Given the project's intentionally minimal test harness (`backend/scripts/test_profile_format.py` only), the change is verified via:

- **Static check**: a one-shot regex assertion against the patched module ensuring zero CJK characters in the seven owned regions. This can be a quick `python -c` invocation during PR review.
- **Round-trip smoke test**: instantiate `OasisProfileGenerator()`, call `_build_individual_persona_prompt(...)` and `_build_group_persona_prompt(...)` with representative inputs, and verify all required interpolations appear in the output and no CJK characters remain.
- **Fallback rendering**: simulate a JSON parse failure and verify the English fallback persona template is produced.

### Integration Tests

- **Step 2 profile generation under EN locale**: run a small batched profile generation against a real Graphiti graph with locale `en`. Verify produced profiles have English `bio` / `persona` and pass the existing OASIS profile-format check.

### E2E/UI Tests

Not applicable — change does not affect frontend.

### Performance/Load

Not applicable — token counts may differ slightly between Chinese and English renderings, but the LLM call has no `max_tokens` cap and remains within provider-acceptable limits.

## Optional Sections

### Security Considerations

Not applicable.
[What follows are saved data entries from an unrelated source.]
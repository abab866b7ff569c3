//! Aggregate root abstraction.

use std::collections::VecDeque;

use uuid::Uuid;

use crate::event::DomainEvent;
use crate::repository::Record;

/// Per-instance queue of events recorded by behavior methods and not yet
/// drained by a unit of work.
#[derive(Debug)]
pub struct Outbox<E> {
    events: VecDeque<E>,
}

impl<E> Outbox<E> {
    /// Creates an empty outbox.
    #[must_use]
    pub fn new() -> Self {
        Self {
            events: VecDeque::new(),
        }
    }

    /// Appends an event to the tail of the outbox.
    pub fn record(&mut self, event: E) {
        self.events.push_back(event);
    }

    /// Removes and returns the oldest pending event.
    pub fn pop(&mut self) -> Option<E> {
        self.events.pop_front()
    }

    /// Returns the number of pending events.
    #[must_use]
    pub fn len(&self) -> usize {
        self.events.len()
    }

    /// Returns `true` if no events are pending.
    #[must_use]
    pub fn is_empty(&self) -> bool {
        self.events.is_empty()
    }
}

impl<E> Default for Outbox<E> {
    fn default() -> Self {
        Self::new()
    }
}

/// Trait for aggregate roots that record domain events as a side effect of
/// their behavior methods.
pub trait AggregateRoot: Send + Sync {
    /// The event type this aggregate records.
    type Event: DomainEvent;

    /// The flat persistence representation of this aggregate.
    type Record: Record;

    /// Returns the aggregate identifier.
    fn aggregate_id(&self) -> Uuid;

    /// Returns the current version. Starts at 1 and increases by one per
    /// persisted edit.
    fn version(&self) -> i64;

    /// Returns the pending event outbox.
    fn outbox(&self) -> &Outbox<Self::Event>;

    /// Returns the pending event outbox for draining.
    fn outbox_mut(&mut self) -> &mut Outbox<Self::Event>;

    /// Produces the persistence record for the current state.
    fn to_record(&self) -> Self::Record;

    /// Rebuilds an aggregate from a persisted record with an empty outbox.
    fn from_record(record: Self::Record) -> Self;
}

#[cfg(test)]
mod tests {
    use super::*;

    #[test]
    fn test_outbox_pops_in_recording_order() {
        // Arrange
        let mut outbox = Outbox::new();
        outbox.record("first");
        outbox.record("second");

        // Act
        let popped: Vec<_> = std::iter::from_fn(|| outbox.pop()).collect();

        // Assert
        assert_eq!(popped, vec!["first", "second"]);
        assert!(outbox.is_empty());
    }

    #[test]
    fn test_outboxes_are_independent_per_instance() {
        let mut a: Outbox<u32> = Outbox::default();
        let b: Outbox<u32> = Outbox::default();

        a.record(1);

        assert_eq!(a.len(), 1);
        assert!(b.is_empty());
    }
}
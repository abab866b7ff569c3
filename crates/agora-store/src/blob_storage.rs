//! Filesystem implementation of the `BlobStorage` port.

use std::path::{Component, Path, PathBuf};

use agora_core::blob_storage::BlobStorage;
use agora_core::error::DomainError;
use async_trait::async_trait;
use tracing::debug;

/// Stores blobs as files below a root directory and serves them from a
/// public base URL.
#[derive(Debug, Clone)]
pub struct LocalBlobStorage {
    root: PathBuf,
    public_url: String,
}

impl LocalBlobStorage {
    /// Creates a store writing below `root`. URLs are `public_url` followed
    /// by the blob path.
    #[must_use]
    pub fn new(root: impl Into<PathBuf>, public_url: &str) -> Self {
        Self {
            root: root.into(),
            public_url: public_url.trim_end_matches('/').to_owned(),
        }
    }

    fn resolve(&self, path: &str) -> Result<PathBuf, DomainError> {
        let relative = Path::new(path);
        let plain = !path.is_empty()
            && relative
                .components()
                .all(|component| matches!(component, Component::Normal(_)));
        if !plain {
            return Err(DomainError::Validation(format!(
                "blob path must be relative and plain: {path:?}"
            )));
        }
        Ok(self.root.join(relative))
    }
}

#[async_trait]
impl BlobStorage for LocalBlobStorage {
    async fn put(&self, path: &str, data: &[u8], content_type: &str) -> Result<(), DomainError> {
        let target = self.resolve(path)?;
        if let Some(parent) = target.parent() {
            tokio::fs::create_dir_all(parent)
                .await
                .map_err(DomainError::storage)?;
        }
        tokio::fs::write(&target, data)
            .await
            .map_err(DomainError::storage)?;
        debug!(%path, content_type, bytes = data.len(), "blob stored");
        Ok(())
    }

    async fn url(&self, path: &str) -> Result<String, DomainError> {
        self.resolve(path)?;
        Ok(format!("{}/{path}", self.public_url))
    }
}
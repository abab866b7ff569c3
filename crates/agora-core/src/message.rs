//! Message routing primitives shared by commands and events.

use std::fmt::Debug;
use std::hash::Hash;

/// A fieldless tag identifying one command or event variant.
///
/// `all()` must list every variant so that registries can be checked for
/// completeness when the bus is built.
pub trait MessageKind: Copy + Eq + Hash + Debug + Send + Sync + 'static {
    /// Every kind of this message family.
    fn all() -> &'static [Self];

    /// Stable name used in logs.
    fn name(self) -> &'static str;
}

/// A message that can be routed by its kind tag.
pub trait Routable {
    /// The kind tag type for this message family.
    type Kind: MessageKind;

    /// Returns the kind tag of this message.
    fn kind(&self) -> Self::Kind;
}

/// Anything the bus accepts: a command or an event.
#[derive(Debug, Clone)]
pub enum Message<C, E> {
    /// A request to change state, handled by exactly one handler.
    Command(C),
    /// A fact, handled by zero or more handlers.
    Event(E),
}
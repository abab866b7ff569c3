//! Fake `BlobStorage` implementations for tests.

use std::collections::BTreeMap;
use std::sync::Mutex;

use agora_core::blob_storage::BlobStorage;
use agora_core::error::DomainError;
use async_trait::async_trait;

/// An object stored by `InMemoryBlobStorage`.
#[derive(Debug, Clone, PartialEq, Eq)]
pub struct StoredBlob {
    /// Raw bytes.
    pub data: Vec<u8>,
    /// MIME type given at upload.
    pub content_type: String,
}

/// A blob store that keeps objects in memory, keyed by path.
#[derive(Debug, Default)]
pub struct InMemoryBlobStorage {
    objects: Mutex<BTreeMap<String, StoredBlob>>,
}

impl InMemoryBlobStorage {
    /// Creates an empty store.
    #[must_use]
    pub fn new() -> Self {
        Self::default()
    }

    /// Returns the object stored at `path`.
    ///
    /// # Panics
    ///
    /// Panics if the internal mutex is poisoned.
    pub fn get(&self, path: &str) -> Option<StoredBlob> {
        self.objects.lock().unwrap().get(path).cloned()
    }

    /// Returns every stored path, sorted.
    ///
    /// # Panics
    ///
    /// Panics if the internal mutex is poisoned.
    pub fn paths(&self) -> Vec<String> {
        self.objects.lock().unwrap().keys().cloned().collect()
    }
}

#[async_trait]
impl BlobStorage for InMemoryBlobStorage {
    async fn put(&self, path: &str, data: &[u8], content_type: &str) -> Result<(), DomainError> {
        self.objects.lock().unwrap().insert(
            path.to_owned(),
            StoredBlob {
                data: data.to_vec(),
                content_type: content_type.to_owned(),
            },
        );
        Ok(())
    }

    async fn url(&self, path: &str) -> Result<String, DomainError> {
        Ok(format!("memory://{path}"))
    }
}

/// A blob store whose backend is always unreachable.
#[derive(Debug)]
pub struct FailingBlobStorage;

#[async_trait]
impl BlobStorage for FailingBlobStorage {
    async fn put(&self, _path: &str, _data: &[u8], _content_type: &str) -> Result<(), DomainError> {
        Err(DomainError::Storage("bucket unreachable".into()))
    }

    async fn url(&self, _path: &str) -> Result<String, DomainError> {
        Err(DomainError::Storage("bucket unreachable".into()))
    }
}
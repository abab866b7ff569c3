//! Deterministic `Clock` implementation for tests.

use agora_core::clock::Clock;
use chrono::{DateTime, TimeZone, Utc};

/// A clock that always returns a fixed point in time.
#[derive(Debug, Clone, Copy)]
pub struct FixedClock(pub DateTime<Utc>);

impl Clock for FixedClock {
    fn now(&self) -> DateTime<Utc> {
        self.0
    }
}

/// The clock most tests use: 2026-01-15 10:00:00 UTC.
#[must_use]
pub fn fixed_clock() -> FixedClock {
    FixedClock(
        Utc.with_ymd_and_hms(2026, 1, 15, 10, 0, 0)
            .single()
            .unwrap_or_default(),
    )
}
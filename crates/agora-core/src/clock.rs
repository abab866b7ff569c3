//! Clock abstraction for deterministic timestamps.

use std::sync::Arc;

use chrono::{DateTime, Utc};

/// Source of the timestamps stamped on aggregates and event metadata.
pub trait Clock: Send + Sync {
    /// Returns the current time.
    fn now(&self) -> DateTime<Utc>;
}

/// Production clock backed by the system time.
#[derive(Debug, Clone, Copy)]
pub struct SystemClock;

impl Clock for SystemClock {
    fn now(&self) -> DateTime<Utc> {
        Utc::now()
    }
}

impl<C: Clock + ?Sized> Clock for Arc<C> {
    fn now(&self) -> DateTime<Utc> {
        (**self).now()
    }
}
impl Comment {
    /// Builds a comment at `level` under `post_id`, replying to `parent_id`
    /// when nested. Nothing is recorded; the post or parent comment records
    /// the creation.
    ///
    /// # Errors
    ///
    /// Returns `DomainError::Validation` if `level` exceeds
    /// [`MAX_COMMENT_LEVEL`] or a nested comment has no parent.
    pub fn create(
        post_id: Uuid,
        parent_id: Option<Uuid>,
        level: u8,
        author_id: &str,
        content: &str,
        clock: &dyn Clock,
    ) -> Result<Self, DomainError> {
        if level > MAX_COMMENT_LEVEL {
            return Err(DomainError::Validation(format!(
                "level of a comment or reply must not exceed {MAX_COMMENT_LEVEL}"
            )));
        }
        if level != 0 && parent_id.is_none() {
            return Err(DomainError::Validation(
                "a reply must name the comment it replies to".to_owned(),
            ));
        }

        Ok(Self {
            id: Uuid::new_v4(),
            post_id,
            parent_id,
            author_id: author_id.to_owned(),
            content: content.to_owned(),
            level,
            likes: Vec::new(),
            version: 1,
            created_at: clock.now(),
            outbox: Outbox::new(),
        })
    }

    /// The post this comment belongs to.
    #[must_use]
    pub fn post_id(&self) -> Uuid {
        self.post_id
    }

    /// The comment replied to, if nested.
    #[must_use]
    pub fn parent_id(&self) -> Option<Uuid> {
        self.parent_id
    }

    /// Nesting level; 0 for comments directly on a post.
    #[must_use]
    pub fn level(&self) -> u8 {
        self.level
    }

    /// The comment body.
    #[must_use]
    pub fn content(&self) -> &str {
        &self.content
    }

    /// Number of users currently liking the comment.
    #[must_use]
    pub fn like_count(&self) -> usize {
        self.likes.len()
    }

    /// Only the author may delete a comment.
    #[must_use]
    pub fn can_edit_or_delete(&self, user_id: &str) -> bool {
        user_id == self.author_id
    }

    /// Creates a reply one level deeper and records `CommentReplied` here.
    ///
    /// # Errors
    ///
    /// Returns `DomainError::Validation` if the reply would exceed
    /// [`MAX_COMMENT_LEVEL`]. Nothing is recorded in that case.
    pub fn reply(
        &mut self,
        author_id: &str,
        content: &str,
        correlation_id: Uuid,
        clock: &dyn Clock,
    ) -> Result<Self, DomainError> {
        let reply = Self::create(
            self.post_id,
            Some(self.id),
            self.level.saturating_add(1),
            author_id,
            content,
            clock,
        )?;
        self.record(
            correlation_id,
            reply.created_at,
            SocialEventKind::CommentReplied(CommentReplied {
                comment_id: reply.id,
                parent_id: self.id,
                post_id: self.post_id,
                level: reply.level,
            }),
        );
        Ok(reply)
    }

    /// Toggles `user_id`'s like, recording `CommentLiked` or
    /// `CommentUnliked`. Returns `true` if the user now likes the comment.
    pub fn like_unlike(&mut self, user_id: &str, correlation_id: Uuid, clock: &dyn Clock) -> bool {
        let now = clock.now();
        let liked = toggle_like(&mut self.likes, user_id, LikeTarget::Comment(self.id), now);
        let kind = if liked {
            SocialEventKind::CommentLiked(CommentLiked {
                comment_id: self.id,
                user_id: user_id.to_owned(),
            })
        } else {
            SocialEventKind::CommentUnliked(CommentUnliked {
                comment_id: self.id,
                user_id: user_id.to_owned(),
            })
        };
        self.record(correlation_id, now, kind);
        liked
    }

    /// Records `CommentDeleted` if `user_id` is the author. Otherwise records
    /// `CommentActionDenied`.
    pub fn delete(&mut self, user_id: &str, correlation_id: Uuid, clock: &dyn Clock) -> bool {
        let now = clock.now();
        if !self.can_edit_or_delete(user_id) {
            self.record(
                correlation_id,
                now,
                SocialEventKind::CommentActionDenied(CommentActionDenied {
                    comment_id: self.id,
                    user_id: user_id.to_owned(),
                    action: DeniedAction::Delete,
                }),
            );
            return false;
        }

        self.record(
            correlation_id,
            now,
            SocialEventKind::CommentDeleted(CommentDeleted {
                comment_id: self.id,
                post_id: self.post_id,
            }),
        );
        true
    }

    fn record(&mut self, correlation_id: Uuid, now: DateTime<Utc>, kind: SocialEventKind) {
        self.outbox
            .record(SocialEvent::new(self.id, correlation_id, now, kind));
    }
}
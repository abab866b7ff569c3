//! HTTP route modules.

pub mod comments;
pub mod health;
pub mod posts;

use agora_social::domain::events::{DeniedAction, SocialEvent, SocialEventKind};

use crate::error::ApiError;

fn action_name(action: DeniedAction) -> &'static str {
    match action {
        DeniedAction::Edit => "edit",
        DeniedAction::Delete => "delete",
    }
}

/// Turns the first denial among `events` into a 403.
pub(crate) fn refuse_denials(events: &[SocialEvent]) -> Result<(), ApiError> {
    let denial = events.iter().find_map(|event| match &event.kind {
        SocialEventKind::PostActionDenied(denied) => Some(format!(
            "user {} may not {} post {}",
            denied.user_id,
            action_name(denied.action),
            denied.post_id
        )),
        SocialEventKind::CommentActionDenied(denied) => Some(format!(
            "user {} may not {} comment {}",
            denied.user_id,
            action_name(denied.action),
            denied.comment_id
        )),
        _ => None,
    });
    match denial {
        Some(message) => Err(ApiError::Forbidden(message)),
        None => Ok(()),
    }
}
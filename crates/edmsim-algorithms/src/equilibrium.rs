//! Bounded best-response equilibrium search.
//!
//! Each round, every server scans the whole request batch, speculatively
//! admitting each request and recording the one whose admission leaves its
//! cost strictly below the round's baseline. A trial is undone with
//! [`EdgeServer::remove_request`], which drains a single unit, so trials of
//! intensity > 1 leave residual load behind and zero-intensity trials drain
//! the server below its baseline. That residue is the only way the strict
//! comparison can succeed; the rule is reproduced as-is rather than reduced
//! to a no-op.
//!
//! The search stops at the first round in which no server recorded a
//! candidate, or after `max_rounds` rounds.

use crate::request::Request;
use crate::server::EdgeServer;
use serde::{Deserialize, Serialize};
use tracing::debug;

/// Default cap on best-response rounds.
pub const MAX_ROUNDS: u32 = 1000;

/// Where the search stopped.
#[derive(Debug, Clone, Copy, PartialEq, Eq, Serialize, Deserialize)]
pub struct EquilibriumOutcome {
    /// Rounds executed, in `1..=max_rounds`.
    pub iterations: u32,
    /// True if a round finished with no server changing state.
    pub converged: bool,
}

/// Best-response fixed-point search over an allocated server pool.
#[derive(Debug, Clone)]
pub struct BestResponseSolver {
    max_rounds: u32,
}

impl BestResponseSolver {
    pub fn new() -> Self {
        Self {
            max_rounds: MAX_ROUNDS,
        }
    }

    /// Solver with a custom round cap. A cap of 0 is treated as 1.
    pub fn with_max_rounds(max_rounds: u32) -> Self {
        Self {
            max_rounds: max_rounds.max(1),
        }
    }

    pub fn max_rounds(&self) -> u32 {
        self.max_rounds
    }

    /// Run the search, mutating server loads in place.
    ///
    /// `requests` is the original batch in the order the allocator left it.
    pub fn solve(&self, servers: &mut [EdgeServer], requests: &[Request]) -> EquilibriumOutcome {
        let mut iterations = 0;
        let mut converged = false;

        while iterations < self.max_rounds {
            iterations += 1;
            let mut changed = false;

            for server in servers.iter_mut() {
                if let Some(candidate) = best_response(server, requests) {
                    // Committed even if the server has since filled up.
                    server.add_request(candidate.intensity);
                    changed = true;
                }
            }

            if !changed {
                converged = true;
                break;
            }
        }

        debug!(iterations, converged, "equilibrium search finished");
        EquilibriumOutcome {
            iterations,
            converged,
        }
    }
}

impl Default for BestResponseSolver {
    fn default() -> Self {
        Self::new()
    }
}

/// Scan the batch for the request whose trial admission yields the lowest
/// cost strictly below the server's cost at the start of the scan.
fn best_response<'a>(server: &mut EdgeServer, requests: &'a [Request]) -> Option<&'a Request> {
    let mut best_cost = server.cost();
    let mut best = None;

    for request in requests {
        if server.add_request(request.intensity) {
            let cost = server.cost();
            if cost < best_cost {
                best_cost = cost;
                best = Some(request);
            }
            server.remove_request();
        }
    }

    best
}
Translation does not introduce new authentication, authorization, data-handling, or input-validation paths.

### Performance & Scalability

Not applicable.

### Migration Strategy

Not applicable. The change is a single in-place edit; no data migration. Rollback is `git revert`.

## Supporting References

- `backend/app/services/oasis_profile_generator.py` — current Chinese prompt content (the source of translation).
- `backend/app/utils/locale.py` — locale resolver.
- `backend/app/api/simulation.py` — call site.
- `.kiro/specs/i18n-ontology-generator-prompts/design.md` — adjacent reference design for in-place prompt translation.
- `.ticket/25.md` — ticket snapshot.